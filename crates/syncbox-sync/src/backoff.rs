//! Exponential backoff with optional full jitter

use std::time::Duration;

use rand::Rng;

/// Delay schedule for retried transfers
///
/// Attempt `n` (zero based) waits `base * 2^n`, capped at `max`. With
/// jitter the delay is drawn uniformly from `0..=that`.
#[derive(Debug, Clone, Copy, PartialEq, Eq)]
pub struct Backoff {
    base: Duration,
    max: Duration,
    jitter: bool,
}

impl Backoff {
    pub fn new(base: Duration, max: Duration, jitter: bool) -> Self {
        Self { base, max, jitter }
    }

    /// No waiting at all; handy for tests
    pub fn none() -> Self {
        Self::new(Duration::ZERO, Duration::ZERO, false)
    }

    pub fn delay(&self, attempt: u32) -> Duration {
        let mut rng = rand::thread_rng();
        self.delay_with_rng(attempt, &mut rng)
    }

    pub fn delay_with_rng<R: Rng + ?Sized>(&self, attempt: u32, rng: &mut R) -> Duration {
        let base_ms = self.base.as_millis().min(u128::from(u64::MAX)) as u64;
        let max_ms = self.max.as_millis().min(u128::from(u64::MAX)) as u64;
        let shift = attempt.min(16);
        let exp = base_ms.saturating_mul(1u64 << shift).min(max_ms);
        let delay_ms = if self.jitter && exp > 0 {
            rng.gen_range(0..=exp)
        } else {
            exp
        };
        Duration::from_millis(delay_ms)
    }
}

impl Default for Backoff {
    fn default() -> Self {
        Self::new(Duration::from_secs(1), Duration::from_secs(60), true)
    }
}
•••••
- _AIM OF THE EXERCISE_
Which of the lines in the material above contain "jitter"? Copy each one out.

- _WRITTEN ANSWER_
//! Exponential backoff with optional full jitter
/// jitter the delay is drawn uniformly from `0..=that`.
    jitter: bool,
    pub fn new(base: Duration, max: Duration, jitter: bool) -> Self {
        Self { base, max, jitter }
        let delay_ms = if self.jitter && exp > 0 {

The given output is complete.